Мурзик (Кармен) - страница 5

Крыса почтительно обошел патруль и подковылял к двум босякам, стоявшим у Приморского приюта. Один, высокий, плечистый, с сизым носом, был сносчик Костя, другой – полежалыцик[1] Сеня.

– Жив? – презрительно спросил Костя.

– Жив, – ответил заискивающе Крыса.

– А я думал, что перевернулся.

– А много народу перевернулось, – сказал со вздохом Сеня. – Говорят, тыщу человек наберется.

– Какой там тыщу! – ответил Костя. – Больше. Сейчас только три платформы с покойниками провезли. А погорело-то сколько!

Крыса вспомнил про Мишу и побледнел.

– Там, где пили, там и крышка.

Костя вдруг сделал блаженное лицо и сказал, звонко прищелкнув языком:

– Зато выпито было сколько! Мам-ма!.. Я один пять посуд шампанского выдул, две малаги и одну рому, а Гришка Косарь – целый бочонок портвейну. Вот крест. Дай бог в другой раз не хуже!

Крыса нахмурился и проговорил мрачно:

– Счастье большое! Душу чертям за выпивку продали, порт разорили. Была корова, а вы взяли ее и зарезали. Идолы!

– А много нам от этой коровы молока перепало? – сердито спросил Костя.

– Сколько бы не перепадало, жить можно было.

– Тебе-то ничего… жить можно было, потому что много тебе надо, дикарю-обормоту… Тоже жизнь!.. Без бани!.. Обжорка!.. А это ничего, что порт сгорел. Не умерли еще рыбалки,[2] косовицы и Юзовка. Сегодня же заберу причиндалы, велю на прощанье в «Испании» завести машину, пусть «Сухою корочкой питалась» сыграют, и марш в дорогу.

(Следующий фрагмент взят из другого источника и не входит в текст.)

//! Drive item operations
//!
//! DTOs for the Graph `driveItem` resource and the metadata/content
//! operations the engine needs: fetch an item (with its fresh
//! pre-authenticated download URL), delete, rename/move, and create
//! folders. All operations are generic over the `GraphClient` port.
//!
//! The DTO mirrors the wire format; mapping to `Inode` records is the
//! metadata index's job.

use chrono::{DateTime, Utc};
use serde::Deserialize;
use tracing::debug;

use driftfs_core::domain::{DriftError, ETag, QuickXorHash, RemoteId};
use driftfs_core::ports::graph::GraphClient;

/// A `driveItem` as returned by metadata, delta, and upload responses
#[derive(Debug, Clone, Deserialize)]
#[serde(rename_all = "camelCase")]
pub struct DriveItem {
    pub id: String,
    pub name: String,
    #[serde(rename = "eTag")]
    pub etag: Option<String>,
    pub size: Option<u64>,
    pub last_modified_date_time: Option<DateTime<Utc>>,
    pub parent_reference: Option<ParentReference>,
    pub file: Option<FileFacet>,
    pub folder: Option<serde_json::Value>,
    pub deleted: Option<serde_json::Value>,
    /// Time-limited direct content URL; does not honor conditional headers
    #[serde(rename = "@microsoft.graph.downloadUrl")]
    pub download_url: Option<String>,
}

/// Parent folder reference
#[derive(Debug, Clone, Deserialize)]
#[serde(rename_all = "camelCase")]
pub struct ParentReference {
    pub id: Option<String>,
    pub path: Option<String>,
}

/// File facet carrying content hashes
#[derive(Debug, Clone, Deserialize)]
pub struct FileFacet {
    pub hashes: Option<FileHashes>,
}

#[derive(Debug, Clone, Deserialize)]
#[serde(rename_all = "camelCase")]
pub struct FileHashes {
    pub quick_xor_hash: Option<String>,
}

impl DriveItem {
    #[must_use]
    pub fn is_directory(&self) -> bool {
        self.folder.is_some()
    }

    #[must_use]
    pub fn is_deleted(&self) -> bool {
        self.deleted.is_some()
    }

    pub fn remote_id(&self) -> Result<RemoteId, DriftError> {
        RemoteId::new(self.id.clone())
    }

    /// Typed ETag, when the item carries one
    pub fn etag(&self) -> Option<ETag> {
        self.etag.as_deref().and_then(|t| ETag::new(t).ok())
    }

    /// Typed quick-xor hash, when the file facet carries one
    pub fn quick_xor_hash(&self) -> Option<QuickXorHash> {
        self.file
            .as_ref()
            .and_then(|f| f.hashes.as_ref())
            .and_then(|h| h.quick_xor_hash.as_deref())
            .and_then(|h| QuickXorHash::new(h).ok())
    }

    /// Parent remote id, absent for the drive root
    pub fn parent_remote_id(&self) -> Option<&str> {
        self.parent_reference.as_ref().and_then(|p| p.id.as_deref())
    }
}

/// Fetches item metadata, including a fresh pre-authenticated download URL
pub async fn get_item(
    client: &dyn GraphClient,
    remote_id: &RemoteId,
) -> Result<DriveItem, DriftError> {
    let path = format!("/me/drive/items/{}", remote_id.as_str());
    debug!(remote_id = %remote_id, "Fetching item metadata");
    client.get(&path, &[]).await?.into_result()?.json()
}

/// Fetches the drive root item
pub async fn get_root(client: &dyn GraphClient) -> Result<DriveItem, DriftError> {
    client.get("/me/drive/root", &[]).await?.into_result()?.json()
}

/// Fetches one child of a folder by name
///
/// Backs scoped lookup invalidation: a missed name refreshes only itself,
/// never the whole parent listing.
pub async fn get_child(
    client: &dyn GraphClient,
    parent: &RemoteId,
    name: &str,
) -> Result<Option<DriveItem>, DriftError> {
    let path = format!("/me/drive/items/{}:/{}", parent.as_str(), name);
    match client.get(&path, &[]).await?.into_result() {
        Ok(response) => Ok(Some(response.json()?)),
        Err(DriftError::NotFound(_)) => Ok(None),
        Err(e) => Err(e),
    }
}

#[derive(Debug, serde::Deserialize)]
struct ChildrenPage {
    #[serde(default)]
    value: Vec<DriveItem>,
    #[serde(rename = "@odata.nextLink")]
    next_link: Option<String>,
}

/// Lists the children of a folder, draining pagination
pub async fn list_children(
    client: &dyn GraphClient,
    remote_id: &RemoteId,
) -> Result<Vec<DriveItem>, DriftError> {
    let mut path = format!("/me/drive/items/{}/children", remote_id.as_str());
    let mut children = Vec::new();

    loop {
        let page: ChildrenPage = client.get(&path, &[]).await?.into_result()?.json()?;
        children.extend(page.value);
        match page.next_link {
            Some(next) => path = next,
            None => break,
        }
    }

    debug!(remote_id = %remote_id, count = children.len(), "Listed folder children");
    Ok(children)
}

/// Deletes an item
pub async fn delete_item(
    client: &dyn GraphClient,
    remote_id: &RemoteId,
) -> Result<(), DriftError> {
    let path = format!("/me/drive/items/{}", remote_id.as_str());
    debug!(remote_id = %remote_id, "Deleting remote item");
    client.delete(&path, &[]).await?.into_result()?;
    Ok(())
}

/// Renames and/or moves an item
///
/// `new_parent == None` renames in place.
pub async fn move_item(
    client: &dyn GraphClient,
    remote_id: &RemoteId,
    new_parent: Option<&RemoteId>,
    new_name: &str,
) -> Result<DriveItem, DriftError> {
    let path = format!("/me/drive/items/{}", remote_id.as_str());
    let mut body = serde_json::json!({ "name": new_name });
    if let Some(parent) = new_parent {
        body["parentReference"] = serde_json::json!({ "id": parent.as_str() });
    }

    debug!(remote_id = %remote_id, new_name, moved = new_parent.is_some(), "Patching item");
    client
        .patch(
            &path,
            &[("Content-Type", "application/json")],
            serde_json::to_vec(&body)
                .map_err(|e| DriftError::Validation(format!("cannot encode patch body: {e}")))?,
        )
        .await?
        .into_result()?
        .json()
}

/// Creates a folder under `parent`
pub async fn create_folder(
    client: &dyn GraphClient,
    parent: &RemoteId,
    name: &str,
) -> Result<DriveItem, DriftError> {
    let path = format!("/me/drive/items/{}/children", parent.as_str());
    let body = serde_json::json!({
        "name": name,
        "folder": {},
        "@microsoft.graph.conflictBehavior": "fail",
    });

    debug!(parent = %parent, name, "Creating remote folder");
    client
        .post(
            &path,
            &[("Content-Type", "application/json")],
            serde_json::to_vec(&body)
                .map_err(|e| DriftError::Validation(format!("cannot encode folder body: {e}")))?,
        )
        .await?
        .into_result()?
        .json()
}

#[cfg(test)]
mod tests {
    use super::*;

    #[test]
    fn test_drive_item_file_deserialization() {
        let json = r#"{
            "id": "01ITEM",
            "name": "report.docx",
            "eTag": "\"{E1}\"",
            "size": 2048,
            "lastModifiedDateTime": "2026-06-15T10:30:00Z",
            "parentReference": { "id": "01PARENT", "path": "/drive/root:/Documents" },
            "file": { "hashes": { "quickXorHash": "AAAAAAAAAAAAAAAAAAAAAAAAAAA=" } },
            "@microsoft.graph.downloadUrl": "https://content.example/pre-auth/1"
        }"#;

        let item: DriveItem = serde_json::from_str(json).unwrap();
        assert_eq!(item.id, "01ITEM");
        assert!(!item.is_directory());
        assert!(!item.is_deleted());
        assert_eq!(item.etag().unwrap().as_str(), "\"{E1}\"");
        assert_eq!(
            item.quick_xor_hash().unwrap().as_str(),
            "AAAAAAAAAAAAAAAAAAAAAAAAAAA="
        );
        assert_eq!(item.parent_remote_id(), Some("01PARENT"));
        assert_eq!(
            item.download_url.as_deref(),
            Some("https://content.example/pre-auth/1")
        );
    }

    #[test]
    fn test_drive_item_folder() {
        let json = r#"{
            "id": "01DIR",
            "name": "Photos",
            "folder": { "childCount": 4 }
        }"#;

        let item: DriveItem = serde_json::from_str(json).unwrap();
        assert!(item.is_directory());
        assert!(item.quick_xor_hash().is_none());
        assert!(item.download_url.is_none());
    }

    #[test]
    fn test_drive_item_deleted() {
        let json = r#"{
            "id": "01GONE",
            "name": "old.txt",
            "deleted": { "state": "deleted" }
        }"#;

        let item: DriveItem = serde_json::from_str(json).unwrap();
        assert!(item.is_deleted());
        assert!(item.etag().is_none());
    }

    #[test]
    fn test_malformed_hash_is_dropped_not_fatal() {
        let json = r#"{
            "id": "01BAD",
            "name": "f.bin",
            "file": { "hashes": { "quickXorHash": "!!not-base64!!" } }
        }"#;

        let item: DriveItem = serde_json::from_str(json).unwrap();
        assert!(item.quick_xor_hash().is_none());
    }
}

– Тебе хорошо, – проворчал завистливо Крыса, – ты молодой, здоровый, а мне – шестой десяток. Куда денусь?

– А нам какое дело?!

– Эх, нехорошо, грешно! Крыса покачал головой.

– Чего?

Крыса скривил рот и хрипло и с фальшивой улыбкой спросил:

– Ты тоже… поджигал?

– Да! – ответил Костя, смело посмотрев ему в глаза.

– А знаешь, что за такую штуку тебя могут по закону?…

Лицо Кости исказилось злобой. Он придвинулся к Крысе, схватил его за ворот и спросил грозно:

– А ты, может быть, капать, доносить?

Он развернулся, и Крыса отлетел шагов на десять в сторону.

Крыса неуклюже поднялся с земли и, прихрамывая и косясь испуганно на Костю, заковылял по направлению к эстакаде.

– Только попробуй капать! – крикнул ему вдогонку Костя. – Останешься доволен!

Крыса заковылял шибче и заплакал.

Крыса плакал не столько от боли, сколько от того, что порт разорен, погиб и вместе с ним погиб и он – типичнейший представитель его.

То, что произошло на его глазах, представлялось ему диким, преступным, непоправимым.

Порт был его логовищем в течение сорока лет, и он чувствовал себя в нем превосходно, как истый портовый дикарь. Его не смущали ни смрадные приюты, ни обжорка, где кормят падалью.